STF julga redução de alíquotas do PIS/COFINS, impactando as contas dos contribuintes, com decisão prevista até esta sexta-feira.
Desde sexta-feira (4), os ministros estão analisando ações relacionadas à redução e restabelecimento das alíquotas sobre receitas financeiras. A advogada tributarista Lígia Prado Rosolém, do escritório Balera, Berbel e Mitne Advogados, destacou a importância de compreender a linha do tempo desse embate.
Tudo começou no final do mandato do presidente anterior, Jair Bolsonaro, que reduziu as alíquotas do PIS/COFINS pela metade por meio do Decreto nº 11.322/2022. No entanto, logo no início do mandato do presidente Luiz Inácio Lula da Silva, as alíquotas foram restabelecidas para os valores anteriores, conforme o Decreto nº 11.374/2023.
O principal ponto de controvérsia gira em torno do princípio da anterioridade, que garante um intervalo de tempo entre a publicação de uma norma tributária e sua efetiva cobrança. Para os contribuintes, o restabelecimento das alíquotas pelo presidente Lula deveria respeitar esse princípio, dando tempo para adaptação.

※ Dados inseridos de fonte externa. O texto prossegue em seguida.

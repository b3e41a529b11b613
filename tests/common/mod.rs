//! Shared fakes for service tests.
//!
//! `TestFactory` hands out one queued `MockUserRepository` per unit of
//! work and records how every unit ended.

#![allow(dead_code)]

use std::collections::VecDeque;
use std::sync::atomic::{AtomicUsize, Ordering};
use std::sync::{Arc, Mutex};

use async_trait::async_trait;
use chrono::Utc;
use uuid::Uuid;

use admin_api::domain::{MockPasswordHasher, PasswordError, User, UserRole};
use admin_api::errors::{AppError, AppResult};
use admin_api::infra::{MockUserRepository, TxState, UnitOfWork, UnitOfWorkFactory, UserRepository};

/// How the units of work of one test ended
#[derive(Default)]
pub struct Ledger {
    begun: AtomicUsize,
    commits: AtomicUsize,
    rollbacks: AtomicUsize,
}

impl Ledger {
    pub fn begun(&self) -> usize {
        self.begun.load(Ordering::SeqCst)
    }

    pub fn commits(&self) -> usize {
        self.commits.load(Ordering::SeqCst)
    }

    pub fn rollbacks(&self) -> usize {
        self.rollbacks.load(Ordering::SeqCst)
    }
}

/// Unit of work with the same state machine as the postgres one
pub struct TestUnitOfWork {
    repo: MockUserRepository,
    state: TxState,
    ledger: Arc<Ledger>,
}

#[async_trait]
impl UnitOfWork for TestUnitOfWork {
    fn users(&self) -> &dyn UserRepository {
        &self.repo
    }

    async fn commit(&mut self) -> AppResult<()> {
        match self.state {
            TxState::Committed => Err(AppError::AlreadyCommitted),
            TxState::RolledBack => Err(AppError::AlreadyRolledBack),
            TxState::Open => {
                self.state = TxState::Committed;
                self.ledger.commits.fetch_add(1, Ordering::SeqCst);
                Ok(())
            }
        }
    }

    async fn rollback(&mut self) -> AppResult<()> {
        match self.state {
            TxState::Committed => Err(AppError::AlreadyCommitted),
            TxState::RolledBack => Ok(()),
            TxState::Open => {
                self.state = TxState::RolledBack;
                self.ledger.rollbacks.fetch_add(1, Ordering::SeqCst);
                Ok(())
            }
        }
    }

    fn state(&self) -> TxState {
        self.state
    }
}

pub struct TestFactory {
    repos: Mutex<VecDeque<MockUserRepository>>,
    pub ledger: Arc<Ledger>,
}

impl TestFactory {
    /// One repository per expected `begin`, in order
    pub fn new(repos: Vec<MockUserRepository>) -> Arc<Self> {
        Arc::new(Self {
            repos: Mutex::new(repos.into()),
            ledger: Arc::new(Ledger::default()),
        })
    }

    /// A factory that must never be used
    pub fn unused() -> Arc<Self> {
        Self::new(Vec::new())
    }
}

#[async_trait]
impl UnitOfWorkFactory for TestFactory {
    async fn begin(&self) -> AppResult<Box<dyn UnitOfWork>> {
        let repo = self
            .repos
            .lock()
            .unwrap()
            .pop_front()
            .ok_or_else(|| AppError::internal("unexpected unit of work"))?;

        self.ledger.begun.fetch_add(1, Ordering::SeqCst);
        Ok(Box::new(TestUnitOfWork {
            repo,
            state: TxState::Open,
            ledger: self.ledger.clone(),
        }))
    }
}

pub fn test_user(email: &str) -> User {
    User {
        id: Uuid::new_v4(),
        name: "JANE DOE".to_string(),
        email: email.to_string(),
        password: Some("stored-hash".to_string()),
        img: None,
        role: UserRole::User,
        status: true,
        email_validated: true,
        created_at: Utc::now(),
        updated_at: None,
    }
}

/// Hasher that prefixes instead of hashing
pub fn prefix_hasher() -> MockPasswordHasher {
    let mut hasher = MockPasswordHasher::new();
    hasher
        .expect_hash()
        .returning(|plain| Ok(format!("hashed:{}", plain)));
    hasher
        .expect_verify()
        .returning(|hash, plain| {
            if hash == format!("hashed:{}", plain) {
                Ok(())
            } else {
                Err(PasswordError::Mismatch)
            }
        });
    hasher
}
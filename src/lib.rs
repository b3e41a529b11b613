//! Admin API - user administration backend
//!
//! Authentication and user management over PostgreSQL, with every
//! service call running inside its own unit of work.
//!
//! # Architecture Layers
//!
//! - **cli**: Command-line interface
//! - **commands**: CLI command implementations
//! - **config**: Application configuration and constants
//! - **domain**: User model and the hashing/token contracts
//! - **security**: bcrypt/argon2 hashers and the RS256 token service
//! - **services**: Authentication, user management and startup migration
//! - **infra**: Database, unit of work and the transaction-scoped repository
//! - **jobs**: Outbound email delivery and templates
//! - **api**: HTTP handlers, middleware, and routes
//! - **types**: Shared types (pagination, responses)
//! - **errors**: Centralized error handling
//!
//! # CLI Usage
//!
//! ```bash
//! # Create the schema and the initial admin
//! cargo run -- migrate
//!
//! # Start the server
//! cargo run -- serve --port 8080
//! ```

pub mod api;
pub mod cli;
pub mod commands;
pub mod config;
pub mod domain;
pub mod errors;
pub mod infra;
pub mod jobs;
pub mod security;
pub mod services;
pub mod types;

// Re-export commonly used types at crate root
pub use api::AppState;
pub use config::Config;
pub use domain::{User, UserRole};
pub use errors::{AppError, AppResult};
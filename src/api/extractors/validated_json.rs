//! Validated JSON extractor - Combines deserialization with validation.

use axum::{
    async_trait,
    extract::{rejection::JsonRejection, FromRequest, Request},
    Json,
};
use serde::de::DeserializeOwned;
use validator::Validate;

use crate::errors::AppError;

/// Validated JSON extractor that automatically validates requests.
///
/// Malformed bodies and failed `validator` rules both become
/// `AppError::Validation`, so the client always gets the JSON error body.
///
/// ```rust,ignore
/// async fn login(ValidatedJson(payload): ValidatedJson<LoginRequest>) {
///     // payload is already validated
/// }
/// ```
pub struct ValidatedJson<T>(pub T);

#[async_trait]
impl<S, T> FromRequest<S> for ValidatedJson<T>
where
    S: Send + Sync,
    T: DeserializeOwned + Validate,
    Json<T>: FromRequest<S, Rejection = JsonRejection>,
{
    type Rejection = AppError;

    async fn from_request(req: Request, state: &S) -> Result<Self, Self::Rejection> {
        let Json(value) = Json::<T>::from_request(req, state)
            .await
            .map_err(|e| AppError::validation(e.body_text()))?;

        value
            .validate()
            .map_err(|e| AppError::validation(format_validation_errors(&e)))?;

        Ok(ValidatedJson(value))
    }
}

/// Flatten validation errors into one message, ordered by field name
fn format_validation_errors(errors: &validator::ValidationErrors) -> String {
    let mut fields: Vec<_> = errors.field_errors().into_iter().collect();
    fields.sort_by(|a, b| a.0.cmp(&b.0));

    fields
        .into_iter()
        .flat_map(|(field, errs)| {
            errs.iter().map(move |e| {
                e.message
                    .as_ref()
                    .map(|m| m.to_string())
                    .unwrap_or_else(|| format!("{} is invalid", field))
            })
        })
        .collect::<Vec<_>>()
        .join(", ")
}
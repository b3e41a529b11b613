//! HTTP request handlers.

pub mod auth_handler;
pub mod user_handler;

pub use auth_handler::auth_routes;
pub use user_handler::user_routes;
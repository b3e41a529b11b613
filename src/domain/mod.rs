//! Domain layer - Core business entities and contracts
//!
//! This module contains the user model and the capability contracts
//! (password hashing, token issuance) the services depend on.

pub mod password;
pub mod token;
pub mod user;

pub use password::{PasswordError, PasswordHasher, MAX_PASSWORD_BYTES};
pub use token::{TokenClaims, TokenService};
pub use user::{AdminBootstrap, CreateUser, NewUser, UpdateUser, User, UserChanges, UserRole};

#[cfg(any(test, feature = "test-utils"))]
pub use password::MockPasswordHasher;
#[cfg(any(test, feature = "test-utils"))]
pub use token::MockTokenService;
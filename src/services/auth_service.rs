//! Authentication service - Handles user authentication.
//!
//! Both entry points run their lookups inside a unit of work and check,
//! in order: the credential or token, then the email validation flag,
//! then the account status. A token is only minted after every check.

use async_trait::async_trait;
use serde::Serialize;
use std::sync::Arc;

use crate::domain::{PasswordError, PasswordHasher, TokenService, User};
use crate::errors::{AppError, AppResult};
use crate::infra::{settle, UnitOfWorkFactory, UserRepository};

#[cfg(any(test, feature = "test-utils"))]
use mockall::automock;

/// Token plus the authenticated user, password stripped
#[derive(Debug, Clone, Serialize)]
pub struct AuthResponse {
    pub token: String,
    pub user: User,
}

/// Authentication service trait for dependency injection.
#[cfg_attr(any(test, feature = "test-utils"), automock)]
#[async_trait]
pub trait AuthService: Send + Sync {
    /// Check email and password and issue a token
    async fn login(&self, email: &str, password: &str) -> AppResult<AuthResponse>;

    /// Exchange a still-valid token for a fresh one
    async fn sign_in_with_token(&self, token: &str) -> AppResult<AuthResponse>;
}

/// Concrete implementation of AuthService over a unit of work factory.
pub struct Authenticator {
    factory: Arc<dyn UnitOfWorkFactory>,
    hasher: Arc<dyn PasswordHasher>,
    tokens: Arc<dyn TokenService>,
}

impl Authenticator {
    pub fn new(
        factory: Arc<dyn UnitOfWorkFactory>,
        hasher: Arc<dyn PasswordHasher>,
        tokens: Arc<dyn TokenService>,
    ) -> Self {
        Self {
            factory,
            hasher,
            tokens,
        }
    }

    async fn authenticate(
        &self,
        users: &dyn UserRepository,
        email: &str,
        password: &str,
    ) -> AppResult<AuthResponse> {
        let user = users.find_by_email(email).await.map_err(|e| match e {
            AppError::NoRows => AppError::InvalidCredentials,
            other => other,
        })?;

        let hash = user
            .password
            .as_deref()
            .ok_or(AppError::InvalidCredentials)?;

        self.hasher.verify(hash, password).map_err(|e| match e {
            PasswordError::HashEmpty => AppError::InvalidCredentials,
            PasswordError::Mismatch => AppError::PasswordIncorrect,
            other => {
                tracing::warn!(user_id = %user.id, "Password verification error: {}", other);
                AppError::PasswordIncorrect
            }
        })?;

        self.issue(user)
    }

    async fn renew(&self, users: &dyn UserRepository, email: &str) -> AppResult<AuthResponse> {
        let user = users.find_by_email(email).await.map_err(|e| match e {
            AppError::NoRows => AppError::UserNotFoundForToken,
            other => other,
        })?;

        self.issue(user)
    }

    /// Account checks shared by both flows, then mint the token
    fn issue(&self, user: User) -> AppResult<AuthResponse> {
        if !user.email_validated {
            return Err(AppError::EmailNotValidated);
        }
        if !user.status {
            return Err(AppError::AccountDisabled);
        }

        let token = self.tokens.generate_token(&user)?;

        Ok(AuthResponse {
            token,
            user: user.without_password(),
        })
    }
}

#[async_trait]
impl AuthService for Authenticator {
    async fn login(&self, email: &str, password: &str) -> AppResult<AuthResponse> {
        let uow = self.factory.begin().await?;
        let outcome = self.authenticate(uow.users(), email, password).await;
        let response = settle(uow, outcome).await?;

        tracing::info!(user_id = %response.user.id, "User logged in");
        Ok(response)
    }

    async fn sign_in_with_token(&self, token: &str) -> AppResult<AuthResponse> {
        // Rejected tokens never reach the database
        let claims = self.tokens.validate_token(token)?;

        let uow = self.factory.begin().await?;
        let outcome = self.renew(uow.users(), &claims.email).await;
        settle(uow, outcome).await
    }
}
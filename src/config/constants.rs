//! Application-wide constants
//!
//! Centralized location for magic values to improve maintainability.

// =============================================================================
// Pagination
// =============================================================================

/// Default starting page number (1-indexed)
pub const DEFAULT_PAGE_NUMBER: u64 = 1;

/// Smallest page size; also the default when none is given
pub const MIN_PAGE_SIZE: u64 = 10;

/// Maximum allowed items per page to prevent excessive queries
pub const MAX_PAGE_SIZE: u64 = 100;

/// Highest page number; keeps the row offset inside a postgres BIGINT
pub const MAX_PAGE_NUMBER: u64 = i64::MAX as u64 / MAX_PAGE_SIZE;

// =============================================================================
// Authentication & Security
// =============================================================================

/// Token lifetime in hours
pub const TOKEN_EXPIRATION_HOURS: i64 = 24;

/// Default `iss` claim
pub const DEFAULT_JWT_ISSUER: &str = "admin-api";

/// Authorization header prefix for Bearer tokens
pub const BEARER_TOKEN_PREFIX: &str = "Bearer ";

/// Default bcrypt work factor
pub const DEFAULT_BCRYPT_COST: u32 = 12;

/// Accepted bcrypt cost range
pub const MIN_BCRYPT_COST: u32 = 4;
pub const MAX_BCRYPT_COST: u32 = 31;

/// Default Argon2 time cost (iterations)
pub const DEFAULT_ARGON2_TIME_COST: u32 = 2;

/// Accepted Argon2 time cost range
pub const MIN_ARGON2_TIME_COST: u32 = 1;
pub const MAX_ARGON2_TIME_COST: u32 = 10;

// =============================================================================
// User Roles
// =============================================================================

/// Default role assigned to new users
pub const ROLE_USER: &str = "USER_ROLE";

/// Administrator role with elevated privileges
pub const ROLE_ADMIN: &str = "ADMIN_ROLE";

/// Default display name for the bootstrap administrator
pub const DEFAULT_ADMIN_NAME: &str = "ADMINISTRATOR";

// =============================================================================
// Server Configuration
// =============================================================================

/// Default server host address
pub const DEFAULT_SERVER_HOST: &str = "0.0.0.0";

/// Default server port
pub const DEFAULT_SERVER_PORT: u16 = 3000;

/// How long shutdown waits for background email tasks
pub const DEFAULT_SHUTDOWN_GRACE_SECONDS: u64 = 10;

// =============================================================================
// Email
// =============================================================================

/// Default SMTP submission port (STARTTLS)
pub const DEFAULT_SMTP_PORT: u16 = 587;

/// Default sender address
pub const DEFAULT_SMTP_FROM: &str = "Admin API <noreply@example.com>";

/// Subject of the account welcome email
pub const WELCOME_EMAIL_SUBJECT: &str = "Welcome to Admin API!";

// =============================================================================
// Validation
// =============================================================================

/// Minimum password length requirement
pub const MIN_PASSWORD_LENGTH: u64 = 8;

Muitos contribuintes têm buscado a via judicial para garantir o respeito ao princípio da anterioridade ou para continuar pagando os tributos conforme o Decreto de 2022. No entanto, a União sustenta que as alíquotas foram apenas retomadas para valores anteriores, sem aumento.
A expectativa é de que o STF decida de forma a uniformizar uma decisão que seja aplicável a todos os contribuintes. No entanto, a possibilidade de um ministro solicitar vista ou destacar o tema pode levar a uma interrupção do processo, o que aumenta a ansiedade em relação ao desfecho dessa importante questão tributária.